A Evolução do Design Agentic
Originalmente, o estudo de agentes autônomos se baseava em um conjunto de 21 padrões definidos por Alessandro Gulli. Projetos iniciais, como a análise do Codex da OpenAI, mapearam esses padrões para implementações específicas. Contudo, a inspeção do código fonte do Claude Code – um runtime de agente completo com mais de 500 mil linhas de TypeScript – revelou que os padrões mais interessantes não são aqueles previstos teoricamente, mas sim aqueles que surgem sob a pressão de carga real, restrições financeiras e ameaças de segurança.

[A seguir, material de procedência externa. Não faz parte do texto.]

//! Dependency enablement: aliases, `condition` and `tags`.

use std::collections::HashSet;

use serde_json::{Map, Value};
use tracing::{debug, warn};

use crate::model::{Chart, Dependency};
use crate::values::{coalesce_values, path_value};

/// Resolve aliases and drop subcharts disabled by `condition` or `tags`, recursively.
///
/// Subcharts not declared in `Chart.yaml` are kept as-is. At each level the
/// aliased subcharts are attached first and the values coalesced afterwards, so
/// conditions see an aliased subchart's defaults under its alias. Conditions
/// are dotted paths relative to the chart being processed; the first boolean
/// found decides. `import-values` is ignored.
pub fn process_dependencies(chart: &mut Chart, values: &Map<String, Value>) {
    process_enabled(chart, values, "");
}

fn process_enabled(chart: &mut Chart, values: &Map<String, Value>, path: &str) {
    if chart.metadata.as_ref().map_or(true, |m| m.dependencies.is_empty()) {
        return;
    }
    let attached = std::mem::take(chart.dependencies_mut());
    let Some(meta) = chart.metadata.as_mut() else { return };
    let declared: HashSet<String> = meta.dependencies.iter().map(|d| d.name.clone()).collect();

    let mut aliased: Vec<Chart> = attached.iter().filter(|c| !declared.contains(c.name())).cloned().collect();
    for req in meta.dependencies.iter_mut() {
        if let Some(c) = alias_dependency(&attached, req) {
            aliased.push(c);
        }
        if !req.alias.is_empty() {
            req.name = req.alias.clone();
        }
        req.enabled = true;
    }
    if meta.dependencies.iter().any(|d| !d.import_values.is_empty()) {
        warn!(chart = %meta.name, "import-values is not supported; ignoring");
    }
    chart.set_dependencies(aliased);

    let cvals = coalesce_values(chart, values);
    let Some(meta) = chart.metadata.as_mut() else { return };
    apply_tags(&mut meta.dependencies, &cvals);
    apply_conditions(&mut meta.dependencies, &cvals, path);

    let disabled: HashSet<String> = meta.dependencies.iter().filter(|d| !d.enabled).map(|d| d.name.clone()).collect();
    if !disabled.is_empty() {
        debug!(chart = %meta.name, disabled = ?disabled, "subcharts disabled");
    }
    meta.dependencies.retain(|d| !disabled.contains(&d.name));

    let mut kept = std::mem::take(chart.dependencies_mut());
    kept.retain(|c| !disabled.contains(c.name()));
    for sub in kept.iter_mut() {
        let subpath = format!("{}{}.", path, sub.name());
        process_enabled(sub, &cvals, &subpath);
    }
    chart.set_dependencies(kept);
}

/// The attached chart a declaration refers to, renamed to its alias when one is set.
fn alias_dependency(attached: &[Chart], req: &Dependency) -> Option<Chart> {
    let found = attached.iter().find(|c| c.name() == req.name)?;
    let mut c = found.clone();
    if !req.alias.is_empty() {
        if let Some(meta) = c.metadata.as_mut() {
            meta.name = req.alias.clone();
        }
    }
    Some(c)
}

fn apply_tags(deps: &mut [Dependency], cvals: &Map<String, Value>) {
    let Some(Value::Object(tags)) = cvals.get("tags") else { return };
    for dep in deps.iter_mut() {
        let (mut has_true, mut has_false) = (false, false);
        for tag in &dep.tags {
            match tags.get(tag) {
                Some(Value::Bool(true)) => has_true = true,
                Some(Value::Bool(false)) => has_false = true,
                Some(other) => warn!(tag = %tag, dependency = %dep.name, value = %other, "tag is not a boolean"),
                None => {}
            }
        }
        dep.enabled = has_true || !has_false;
    }
}

fn apply_conditions(deps: &mut [Dependency], cvals: &Map<String, Value>, path: &str) {
    for dep in deps.iter_mut() {
        for cond in dep.condition.trim().split(',').map(str::trim).filter(|c| !c.is_empty()) {
            match path_value(cvals, &format!("{}{}", path, cond)) {
                Some(Value::Bool(b)) => {
                    dep.enabled = *b;
                    break;
                }
                Some(other) => warn!(condition = %cond, dependency = %dep.name, value = %other, "condition path returned a non-boolean value"),
                None => {}
            }
        }
    }
}
//! Lookup clients handed to the templating engine.

use std::sync::Arc;

use helmlet_core::{LookupError, LookupResult, ResourceLocator};
use helmlet_discovery::DiscoveryIndex;
use kube::core::DynamicObject;
use tracing::debug;

use crate::bridge::AsyncCallBridge;
use crate::ResourceList;

/// Pluggable backend for in-template lookups: resolves a kind to a client.
pub trait LookupBackend: Send + Sync {
    /// Client for `apiVersion`/`kind` and whether the kind is namespaced.
    fn client_for(&self, api_version: &str, kind: &str) -> LookupResult<(ResourceClient, bool)>;
}

/// Resolver bound to one discovery index and one bridge.
#[derive(Clone)]
pub struct ClientProvider {
    index: Arc<DiscoveryIndex>,
    bridge: AsyncCallBridge,
}

impl ClientProvider {
    pub fn new(index: Arc<DiscoveryIndex>, bridge: AsyncCallBridge) -> Self { Self { index, bridge } }

    pub fn index(&self) -> &DiscoveryIndex { &self.index }

    pub fn bridge(&self) -> &AsyncCallBridge { &self.bridge }
}

impl LookupBackend for ClientProvider {
    fn client_for(&self, api_version: &str, kind: &str) -> LookupResult<(ResourceClient, bool)> {
        let (locator, namespaced) = self.index.resolve(api_version, kind)?;
        Ok((ResourceClient::new(self.bridge.clone(), locator), namespaced))
    }
}

/// Read-only client for one resource type, optionally scoped to a namespace.
///
/// A plain value: [`ResourceClient::namespace`] returns a new client and never
/// mutates a shared one.
#[derive(Clone)]
pub struct ResourceClient {
    bridge: AsyncCallBridge,
    locator: ResourceLocator,
    namespace: String,
}

impl ResourceClient {
    pub fn new(bridge: AsyncCallBridge, locator: ResourceLocator) -> Self {
        Self { bridge, locator, namespace: String::new() }
    }

    pub fn namespace(&self, namespace: &str) -> Self {
        Self { namespace: namespace.to_string(), ..self.clone() }
    }

    pub fn locator(&self) -> &ResourceLocator { &self.locator }

    pub fn current_namespace(&self) -> &str { &self.namespace }

    pub fn get(&self, name: &str) -> LookupResult<DynamicObject> {
        self.bridge.get(&self.locator, &self.namespace, name)
    }

    pub fn get_subresource(&self, _name: &str, subresource: &str) -> LookupResult<DynamicObject> {
        Err(unsupported(&format!("GET {}", subresource)))
    }

    pub fn list(&self) -> LookupResult<ResourceList> {
        self.bridge.list(&self.locator, &self.namespace)
    }

    pub async fn get_async(&self, name: &str) -> LookupResult<DynamicObject> {
        self.bridge.get_async(&self.locator, &self.namespace, name).await
    }

    pub async fn list_async(&self) -> LookupResult<ResourceList> {
        self.bridge.list_async(&self.locator, &self.namespace).await
    }

    // Lookups are read-only; every mutating verb fails without reaching the host.

    pub fn create(&self, _obj: &DynamicObject) -> LookupResult<DynamicObject> { Err(unsupported("CREATE")) }

    pub fn update(&self, _obj: &DynamicObject) -> LookupResult<DynamicObject> { Err(unsupported("UPDATE")) }

    pub fn delete(&self, _name: &str) -> LookupResult<()> { Err(unsupported("DELETE")) }

    pub fn patch(&self, _name: &str, _patch: &serde_json::Value) -> LookupResult<DynamicObject> { Err(unsupported("PATCH")) }

    pub fn apply(&self, _name: &str, _obj: &DynamicObject) -> LookupResult<DynamicObject> { Err(unsupported("APPLY")) }

    pub fn watch(&self) -> LookupResult<()> { Err(unsupported("WATCH")) }
}

fn unsupported(verb: &str) -> LookupError {
    LookupError::UnsupportedOperation { verb: verb.to_string() }
}

/// Template `lookup`: Get when `name` is set, List otherwise.
///
/// `namespace` only applies to namespaced kinds. A not-found result is an
/// empty object rather than an error.
pub fn lookup(backend: &dyn LookupBackend, api_version: &str, kind: &str, namespace: &str, name: &str) -> LookupResult<serde_json::Value> {
    let (client, namespaced) = backend.client_for(api_version, kind)?;
    let client = if namespaced && !namespace.is_empty() { client.namespace(namespace) } else { client };
    debug!(api_version = %api_version, kind = %kind, ns = %client.current_namespace(), name = %name, "lookup");
    let found = if name.is_empty() {
        client.list().and_then(|l| serde_json::to_value(l).map_err(LookupError::decode))
    } else {
        client.get(name).and_then(|o| serde_json::to_value(o).map_err(LookupError::decode))
    };
    match found {
        Err(e) if e.is_not_found() => Ok(serde_json::Value::Object(Default::default())),
        other => other,
    }
}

Os Três Pilares do Design Agentic
O estudo se baseia em três pilares fundamentais:
- Agentic Design Patterns por Alessandro Gulli: A taxonomia original que fornece a base conceitual.
- Codex Agentic Patterns: A validação inicial do método, mapeando os padrões de Gulli para o código do Codex.
- O código fonte do Claude Code: A fonte primária de descoberta de novos padrões, revelando as nuances da operação em produção.
Padrões Essenciais em Produção
O design de agentes em produção difere significativamente da teoria. Vários aspectos se destacam:
- Prompt Assembly: A montagem de prompts não é uma simples concatenação de strings, mas um processo complexo que considera o cache e sua validade.
- Tool Use: A definição de ferramentas é integrada ao cache de prompts, otimizando o desempenho.
- Routing: O roteamento pode migrar toda a sessão para uma superfície de computação diferente, dependendo da carga ou da necessidade de recursos.
- Chain Alignment: Cadeias de agentes são alinhadas à distinção entre leitura e escrita, otimizando o acesso a dados e a consistência.
- Parallel Fork Agents: Agentes paralelos compartilham prefixos de prompt byte a byte para reutilizar o cache, maximizando a eficiência.
- Diminishing-Returns Detection: O planejamento é interrompido quando detecta-se um retorno decrescente, evitando o desperdício de recursos.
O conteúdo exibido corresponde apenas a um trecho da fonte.